The present study was designed to examine the specificity of β-adrenergic antagonists for β_1 -, β_2 -adrenergic and 5HT_1B -serotonergic receptors by the competitive interaction with ^^125 I-iodocyanopindolol (^^125 I-ICYP) as a radioligand. The β_1 -adrenoceptors were preferred by acebutolol, atenolol, betaxolol, practolol, and I-, dl- and d-metoprolol, while butoxamine and ICI-118,551 preferred β_2 -adrenoceptors. The selectivities of these β_1 - and β_2 -antagonists are well-known, but alprenolol which is known as a non-selective antagonist was 7.2-fold more selective for the β_2 -adrenoceptors in the present study.
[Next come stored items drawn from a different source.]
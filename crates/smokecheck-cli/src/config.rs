//! CLI configuration

use serde::{Deserialize, Serialize};
use smokecheck::{FailureMode, SuiteConfig};
use std::path::PathBuf;

use crate::error::CliResult;

/// CLI verbosity level
#[derive(Debug, Clone, Copy, PartialEq, Eq, Default, Serialize, Deserialize)]
pub enum Verbosity {
    /// Quiet - failures only
    Quiet,
    /// Normal - default output
    #[default]
    Normal,
    /// Verbose - per-element logs
    Verbose,
    /// Debug - every strategy attempt
    Debug,
}

impl Verbosity {
    /// Check if quiet mode
    #[must_use]
    pub const fn is_quiet(self) -> bool {
        matches!(self, Self::Quiet)
    }

    /// Check if verbose or higher
    #[must_use]
    pub const fn is_verbose(self) -> bool {
        matches!(self, Self::Verbose | Self::Debug)
    }

    /// Default `tracing` filter when `RUST_LOG` is unset
    #[must_use]
    pub const fn filter_directive(self) -> &'static str {
        match self {
            Self::Quiet => "warn",
            Self::Normal => "info",
            Self::Verbose => "smokecheck=debug,info",
            Self::Debug => "debug",
        }
    }
}

/// Color output choice
#[derive(Debug, Clone, Copy, PartialEq, Eq, Default, Serialize, Deserialize)]
pub enum ColorChoice {
    /// Always use colors
    Always,
    /// Use colors when output is a terminal
    #[default]
    Auto,
    /// Never use colors
    Never,
}

impl ColorChoice {
    /// Should use colors based on output detection
    #[must_use]
    pub fn should_color(self) -> bool {
        match self {
            Self::Always => true,
            Self::Never => false,
            Self::Auto => std::io::IsTerminal::is_terminal(&std::io::stdout()),
        }
    }
}

/// CLI configuration, layered over the suite configuration
#[derive(Debug, Clone, Default, Serialize, Deserialize)]
pub struct CliConfig {
    /// Verbosity level
    pub verbosity: Verbosity,
    /// Color output choice
    pub color: ColorChoice,
    /// Stop after the first failed scenario
    pub fail_fast: bool,
    /// YAML suite configuration
    pub config_file: Option<PathBuf>,
    /// Overrides the configured base URL
    pub base_url: Option<String>,
    /// Overrides headless mode
    pub headless: Option<bool>,
    /// Overrides the results directory
    pub output_dir: Option<PathBuf>,
}

impl CliConfig {
    /// Create new default configuration
    #[must_use]
    pub fn new() -> Self {
        Self::default()
    }

    /// Set verbosity
    #[must_use]
    pub const fn with_verbosity(mut self, verbosity: Verbosity) -> Self {
        self.verbosity = verbosity;
        self
    }

    /// Set color choice
    #[must_use]
    pub const fn with_color(mut self, color: ColorChoice) -> Self {
        self.color = color;
        self
    }

    /// Set fail fast
    #[must_use]
    pub const fn with_fail_fast(mut self, fail_fast: bool) -> Self {
        self.fail_fast = fail_fast;
        self
    }

    /// Set the YAML configuration file
    #[must_use]
    pub fn with_config_file(mut self, path: Option<PathBuf>) -> Self {
        self.config_file = path;
        self
    }

    /// Override the base URL
    #[must_use]
    pub fn with_base_url(mut self, url: Option<String>) -> Self {
        self.base_url = url;
        self
    }

    /// Override headless mode
    #[must_use]
    pub const fn with_headless(mut self, headless: Option<bool>) -> Self {
        self.headless = headless;
        self
    }

    /// Override the results directory
    #[must_use]
    pub fn with_output_dir(mut self, dir: Option<PathBuf>) -> Self {
        self.output_dir = dir;
        self
    }

    /// Scenario failure handling
    #[must_use]
    pub const fn failure_mode(&self) -> FailureMode {
        if self.fail_fast {
            FailureMode::AndonCord
        } else {
            FailureMode::CollectAll
        }
    }

    /// File, then environment, then flags
    pub fn suite_config(&self) -> CliResult<SuiteConfig> {
        let mut suite = SuiteConfig::load(self.config_file.as_deref())?;
        self.apply_to(&mut suite);
        suite.validate()?;
        Ok(suite)
    }

    fn apply_to(&self, suite: &mut SuiteConfig) {
        if let Some(url) = &self.base_url {
            suite.base_url.clone_from(url);
        }
        if let Some(headless) = self.headless {
            suite.browser.headless = headless;
        }
        if let Some(dir) = &self.output_dir {
            suite.output_dir.clone_from(dir);
        }
    }
}

#[cfg(test)]
#[allow(clippy::unwrap_used, clippy::expect_used)]
mod tests {
    use super::*;
    use std::io::Write;

    #[test]
    fn test_verbosity_filters() {
        assert_eq!(Verbosity::Normal.filter_directive(), "info");
        assert_eq!(Verbosity::Debug.filter_directive(), "debug");
        assert!(Verbosity::Quiet.is_quiet());
        assert!(Verbosity::Verbose.is_verbose());
        assert!(!Verbosity::Normal.is_verbose());
    }

    #[test]
    fn test_color_choice() {
        assert!(ColorChoice::Always.should_color());
        assert!(!ColorChoice::Never.should_color());
    }

    #[test]
    fn test_failure_mode() {
        assert_eq!(CliConfig::new().failure_mode(), FailureMode::CollectAll);
        assert_eq!(
            CliConfig::new().with_fail_fast(true).failure_mode(),
            FailureMode::AndonCord
        );
    }

    #[test]
    fn test_flags_override_suite_config() {
        let mut suite = SuiteConfig::default();
        CliConfig::new()
            .with_base_url(Some("https://staging.habr.com".to_string()))
            .with_headless(Some(true))
            .with_output_dir(Some(PathBuf::from("out")))
            .apply_to(&mut suite);
        assert_eq!(suite.base_url, "https://staging.habr.com");
        assert!(suite.browser.headless);
        assert_eq!(suite.output_dir, PathBuf::from("out"));
    }

    #[test]
    fn test_missing_flags_keep_suite_config() {
        let mut suite = SuiteConfig::default();
        CliConfig::new().apply_to(&mut suite);
        assert_eq!(suite.base_url, SuiteConfig::default().base_url);
        assert!(!suite.browser.headless);
    }

    #[test]
    fn test_suite_config_from_file() {
        let mut file = tempfile::NamedTempFile::new().unwrap();
        writeln!(file, "timeouts:\n  element_ms: 7000").unwrap();
        let suite = CliConfig::new()
            .with_config_file(Some(file.path().to_path_buf()))
            .with_base_url(Some("https://habr.com".to_string()))
            .suite_config()
            .unwrap();
        assert_eq!(suite.timeouts.element_ms, 7000);
        assert_eq!(suite.base_url, "https://habr.com");
    }

    #[test]
    fn test_invalid_base_url_rejected() {
        let err = CliConfig::new()
            .with_base_url(Some("habr.com".to_string()))
            .suite_config()
            .unwrap_err();
        assert!(err.to_string().contains("base_url"));
    }
}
All β-antagonists used were more selective towards β-adrenoceptors as compared with 5HT_1B -receptors. Good correlations were observed between the potencies of β-adrenoceptor antagonists for inhibition of ^^125 I-ICYP binding to β_1 - and β_2 -adrenoceptor sites and their potencies for inhibiting the binding of the same radioligand to 5HT_1B -serotonergic receptor sites. These results suggest that β-adrenoceptor antagonists can bind to β-adrenoceptors and 5HT_1B -receptors.